The Statistics Canada report points out that 2024 was the costliest year on record for extreme weather claims nationwide, with the Calgary hailstorm costing $3 billion and Jasper wildfire costing $1.3 billion in insurance claims.

“Half of that record-breaking $8.6 billion in [catastrophic extreme weather] claims occurred in Alberta,” McGillivray said.

The study says that before 2024, the costliest year on record for insurers in Canada was 2016, with $6.2 billion in catastrophic claims nationwide, primarily due to the Fort McMurray wildfire.

McGillivray said rate increases in and around Calgary are partially due to the population density in the area, “not necessarily that it’s the most risky place in all of Canada.”

“It’s not just extreme weather impacts over this timeline,” she said. “It’s also seeing increasing replacement cost factors, things like higher input prices on materials such as lumber.”

The report points out that despite last year’s weather being more mild than in 2024, costs remained higher than years prior as insurers were forced to raise rates amid economic pressures.

Barry Haggis, president of Calgary-based Young and Haggis Insurance Services, says premium increases are done out of necessity.

“Climate change has been a huge factor on our industry and claims payouts. We’re talking about what used to be 100-year storms seem to be happening every year or every second year now,” he said.

“We have wildfires now, which seem to be burning more rapid than ever. We’ve got floods. We’ve got heavy rains. … It seems to be every single year there’s that threat of a massive catastrophic loss that’s going to hit somewhere in the country, let alone Alberta.”

Haggis said the threat of extreme weather has made premiums “a difficult thing” to calculate, especially when planning and charging for “what might happen next year.”

He said that to pay out all the claims resulting from frequent storms and catastrophic losses, insurance companies must collect enough premiums to remain sustainable and profitable.

But in high-risk storm areas like northwest Calgary, insurance companies can’t simply “jack premiums up on those specific houses,” because coverage would become completely unaffordable for those homeowners, Haggis said.

“The principle behind insurance is, of course, the losses of a few get spread out amongst the many,” he said.

“So, when we do have these [catastrophic] losses due to severe weather change and climate, everybody feels it.”

Statistics Canada points out that some Alberta insurers were not profitable in 2024.
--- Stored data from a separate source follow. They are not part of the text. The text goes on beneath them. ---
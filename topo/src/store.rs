use std::{
	collections::HashMap,
	path::{Path, PathBuf},
};

use parking_lot::Mutex;

use crate::{LoadError, MinuteCell, Tile, TileKey, TopoArchive, INVALID_ELEV};

/// Where the [`ElevationStore`] gets its tiles from.
pub trait TileSource: Send {
	/// `None` if there is no data for the degree at all.
	fn load_tile(&mut self, key: TileKey) -> Option<Result<Tile, LoadError>>;

	/// Releases any open files. The next load reopens them.
	fn close(&mut self);
}

/// Reads tiles out of a directory of latitude band archives, keeping only the most recently used band open.
pub struct ZipTileSource {
	dir: PathBuf,
	open: Option<TopoArchive>,
}

impl ZipTileSource {
	pub fn new(dir: impl Into<PathBuf>) -> Self {
		Self {
			dir: dir.into(),
			open: None,
		}
	}

	pub fn dir(&self) -> &Path { &self.dir }

	/// The latitude of the archive currently open.
	pub fn open_band(&self) -> Option<i16> { self.open.as_ref().map(|x| x.lat()) }
}

impl TileSource for ZipTileSource {
	fn load_tile(&mut self, key: TileKey) -> Option<Result<Tile, LoadError>> {
		if self.open_band() != Some(key.lat) {
			self.open = None;
			match TopoArchive::open(&self.dir, key.lat)? {
				Ok(archive) => self.open = Some(archive),
				Err(e) => return Some(Err(e)),
			}
		}

		self.open.as_mut()?.read_tile(key.lon)
	}

	fn close(&mut self) { self.open = None; }
}

struct Inner<S> {
	source: S,
	/// `None` for degrees with no data, or that failed to load.
	tiles: HashMap<TileKey, Option<Tile>>,
}

/// Arc-minute elevation lookups, with every tile that has been touched kept in memory until [`ElevationStore::purge`].
pub struct ElevationStore<S = ZipTileSource> {
	inner: Mutex<Inner<S>>,
}

impl ElevationStore<ZipTileSource> {
	/// A store over the archives in `dir`.
	pub fn open(dir: impl Into<PathBuf>) -> Self { Self::new(ZipTileSource::new(dir)) }
}

impl<S: TileSource> ElevationStore<S> {
	pub fn new(source: S) -> Self {
		Self {
			inner: Mutex::new(Inner {
				source,
				tiles: HashMap::new(),
			}),
		}
	}

	/// Elevation of the arc-minute cell nearest to the point, in metres MSL, or [`INVALID_ELEV`].
	pub fn elev_metres(&self, lat: f64, lon: f64) -> i16 {
		let cell = MinuteCell::nearest(lat, lon);

		let mut inner = self.inner.lock();
		let Inner { source, tiles } = &mut *inner;
		let tile = tiles
			.entry(cell.tile)
			.or_insert_with(|| Self::load(source, cell.tile));

		match tile {
			Some(tile) => tile.get(cell.lat_min, cell.lon_min),
			None => INVALID_ELEV,
		}
	}

	fn load(source: &mut S, key: TileKey) -> Option<Tile> {
		tracy::zone!("Load Tile");

		match source.load_tile(key)? {
			Ok(tile) => Some(tile),
			Err(e) => {
				log::error!("Failed to load topography {}/{}: {}", key.lat, key.lon, e);
				None
			},
		}
	}

	/// Forgets every cached tile and closes the open archive.
	pub fn purge(&self) {
		let mut inner = self.inner.lock();
		inner.tiles.clear();
		inner.source.close();
	}

	/// Closes the open archive but keeps the cache.
	pub fn close_archive(&self) { self.inner.lock().source.close(); }

	/// Number of degrees looked up so far, including the ones without data.
	pub fn cached_tiles(&self) -> usize { self.inner.lock().tiles.len() }

	pub fn with_source<R>(&self, f: impl FnOnce(&S) -> R) -> R { f(&self.inner.lock().source) }
}

#[cfg(test)]
mod tests {
	use std::io::{Error, ErrorKind};

	use super::*;

	#[derive(Default)]
	struct Counting {
		loads: Vec<TileKey>,
		closes: usize,
	}

	impl TileSource for Counting {
		fn load_tile(&mut self, key: TileKey) -> Option<Result<Tile, LoadError>> {
			self.loads.push(key);
			match (key.lat, key.lon) {
				(42, -72) => Some(Ok(Tile::from_fn(|lat_min, lon_min| (lat_min * 100 + lon_min) as i16))),
				(-34, -119) => Some(Ok(Tile::from_fn(|lat_min, lon_min| -((lat_min * 100 + lon_min) as i16)))),
				(0, 0) => Some(Err(LoadError::Io(Error::new(ErrorKind::Other, "bad sector")))),
				_ => None,
			}
		}

		fn close(&mut self) { self.closes += 1; }
	}

	#[test]
	fn loads_each_tile_once() {
		let store = ElevationStore::new(Counting::default());

		// 42.5N 71.5W is row 30, column 30 of 42/-72.
		assert_eq!(store.elev_metres(42.5, -71.5), 3030);
		assert_eq!(store.elev_metres(42.5, -71.5), 3030);
		assert_eq!(store.elev_metres(42.0, -72.0), 0);
		assert_eq!(store.elev_metres(42.99, -71.01), 5959);

		store.with_source(|x| assert_eq!(x.loads, vec![TileKey { lat: 42, lon: -72 }]));
		assert_eq!(store.cached_tiles(), 1);
	}

	#[test]
	fn negative_degrees() {
		let store = ElevationStore::new(Counting::default());
		// Row 3, column 36 of -34/-119.
		assert_eq!(store.elev_metres(-33.95, -118.4), -336);
		// Rounds up into the next tile north.
		assert_eq!(store.elev_metres(-34.0 - 0.4 / 60.0, -118.4), -36);
		assert_eq!(store.elev_metres(-33.0 - 0.4 / 60.0, -118.4), INVALID_ELEV);
	}

	#[test]
	fn caches_missing_and_failed_tiles() {
		let store = ElevationStore::new(Counting::default());
		assert_eq!(store.elev_metres(10.0, 10.0), INVALID_ELEV);
		assert_eq!(store.elev_metres(10.2, 10.2), INVALID_ELEV);
		assert_eq!(store.elev_metres(0.5, 0.5), INVALID_ELEV);
		assert_eq!(store.elev_metres(0.5, 0.5), INVALID_ELEV);

		store.with_source(|x| assert_eq!(x.loads.len(), 2));
		assert_eq!(store.cached_tiles(), 2);
	}

	#[test]
	fn purge_forgets_everything() {
		let store = ElevationStore::new(Counting::default());
		store.elev_metres(42.5, -71.5);
		store.close_archive();
		assert_eq!(store.cached_tiles(), 1);
		store.with_source(|x| assert_eq!(x.closes, 1));

		store.purge();
		assert_eq!(store.cached_tiles(), 0);
		assert_eq!(store.elev_metres(42.5, -71.5), 3030);
		store.with_source(|x| {
			assert_eq!(x.closes, 2);
			assert_eq!(x.loads.len(), 2);
		});
	}

	#[test]
	fn wraps_longitude() {
		let store = ElevationStore::new(Counting::default());
		assert_eq!(store.elev_metres(42.5, 288.5), 3030);
		store.with_source(|x| assert_eq!(x.loads, vec![TileKey { lat: 42, lon: -72 }]));
	}
}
“They’re running loss ratios; they’re paying out more than they’re taking in in premiums,” Haggis said. “So they have to get that back to have a sustainable industry. It’s a difficult sell sometimes.”
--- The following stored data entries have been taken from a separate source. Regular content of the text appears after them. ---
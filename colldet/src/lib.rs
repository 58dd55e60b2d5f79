//! Terrain and obstruction collision detection.
//!
//! A [`Scanner`] sweeps a fan of arc-minute cells ahead of the aircraft every few seconds and publishes the cells it
//! would hit to a [`HazardBoard`], which the display reads whenever it likes.

use chart::LatLon;
use parking_lot::RwLock;

mod cache;
pub use cache::*;
mod cell;
pub use cell::*;
mod obstacles;
pub use obstacles::*;
mod scanner;
pub use scanner::*;

/// A position fix.
#[derive(Copy, Clone, Debug, PartialEq)]
pub struct AircraftState {
	pub position: LatLon,
	/// Metres MSL.
	pub altitude_m: f64,
	/// True track, in degrees.
	pub heading_deg: f64,
	/// Ground speed.
	pub speed_mps: f64,
	/// Time of the fix, in milliseconds since the Unix epoch.
	pub timestamp_ms: i64,
}

/// Anything that can report where the aircraft is. Must never block waiting for a new fix.
pub trait PositionFeed: Send + Sync {
	fn latest(&self) -> Option<AircraftState>;
}

/// The most recent fix, written by whoever talks to the GPS.
#[derive(Default)]
pub struct SharedPosition {
	state: RwLock<Option<AircraftState>>,
}

impl SharedPosition {
	pub fn new() -> Self { Self::default() }

	pub fn update(&self, state: AircraftState) { *self.state.write() = Some(state); }

	/// Forget the fix, e.g. when the receiver loses lock.
	pub fn clear(&self) { *self.state.write() = None; }
}

impl PositionFeed for SharedPosition {
	fn latest(&self) -> Option<AircraftState> { *self.state.read() }
}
Glenn McGillivray, managing director of the Institute for Catastrophic Loss Reduction, says the solution to rising insurance rates across Canada “is not a mystery to anybody.”
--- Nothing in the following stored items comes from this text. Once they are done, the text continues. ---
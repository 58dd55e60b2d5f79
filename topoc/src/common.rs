use std::{
	error::Error,
	io::Write,
	path::Path,
	sync::{
		atomic::{AtomicBool, AtomicUsize, Ordering},
		Arc,
	},
	time::Duration,
};

use rayon::prelude::*;
use topo::{archive_file_name, ArchiveBuilder};

pub type BandError = Box<dyn Error + Send + Sync>;

/// Builds one archive per latitude band in `output`, in parallel. Bands whose archive already exists are skipped, so an
/// interrupted run can be continued.
///
/// Returns `false` if any band failed or the run was interrupted.
pub fn for_band_in_output(
	output: &Path, bands: Vec<i16>, exec: impl Fn(i16, &mut ArchiveBuilder) -> Result<(), BandError> + Sync,
) -> bool {
	let was_quit = Arc::new(AtomicBool::new(false));
	let handler_used = was_quit.clone();
	let was_quit = &was_quit;

	let _ = ctrlc::set_handler(move || {
		if handler_used.load(Ordering::Acquire) {
			std::process::exit(1);
		}

		println!("\nFinishing up, press Ctrl + C again to exit immediately");
		handler_used.store(true, Ordering::Release);
	});

	if let Err(e) = std::fs::create_dir_all(output) {
		eprintln!("Could not create {}: {}", output.display(), e);
		return false;
	}

	let (done, todo): (Vec<_>, Vec<_>) = bands
		.into_iter()
		.partition(|&lat| output.join(archive_file_name(lat)).exists());
	if !done.is_empty() {
		println!("Continuing from last execution, {} bands already packed", done.len());
	}

	let bands = todo.len();
	let counter = AtomicUsize::new(0);
	let counter = &counter;
	let finished = AtomicBool::new(false);
	let finished = &finished;
	let had_error = AtomicBool::new(false);
	let had_error = &had_error;

	let _ = crossbeam::scope(move |scope| {
		scope.spawn(move |_| {
			while !finished.load(Ordering::Acquire) {
				print!("\r{}/{}", counter.load(Ordering::Relaxed), bands);
				let _ = std::io::stdout().flush();
				std::thread::sleep(Duration::from_millis(250));
			}
		});

		todo.into_par_iter().for_each(|lat| {
			tracy::zone!("Process band");
			if was_quit.load(Ordering::Acquire) {
				return;
			}

			let result = ArchiveBuilder::new(output, lat)
				.map_err(BandError::from)
				.and_then(|mut builder| {
					exec(lat, &mut builder)?;
					if builder.tile_count() > 0 {
						builder.finish()?;
					} else {
						builder.discard()?;
					}
					Ok(())
				});
			if let Err(e) = result {
				println!("\nError in band {}: {}", lat, e);
				had_error.store(true, Ordering::Release);
			}

			counter.fetch_add(1, Ordering::Relaxed);
		});

		finished.store(true, Ordering::Release);
	});

	println!("\r{}/{}", counter.load(Ordering::Relaxed), bands);
	!had_error.load(Ordering::Relaxed) && !was_quit.load(Ordering::Acquire)
}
“The true answer is to embrace resilience and get these costs down,” he said.

That “resilience” includes building homes less vulnerable to severe weather events rather than building the cheapest options, managing where homes are built so people aren’t in flood zones, and implementing impact-resistant roofing.

Insurance association warns Calgary to invest in hail resilience, one year after $3B storm

McGillivray also pointed to programs in other jurisdictions, like a disaster preparedness sales tax exemption in Florida that allows people to buy certain hurricane preparedness and household safety items tax-free.

“We have all the answers, we know what to do, we just have to get on with it,” he said, adding that “we do need governments at all levels to get involved in this.”

The City of Calgary’s Resilient Roofing Rebate Program, launched in 2021, provided homeowners with rebates of $3,000 to retrofit their homes to better withstand hail damage. The program ended a year later. 

Now, rather than a rebate, the city says it is focusing on long-term hail resilience measures and public education.

Alberta’s Ministry of Treasury Board and Finance did not provide comment ahead of publication.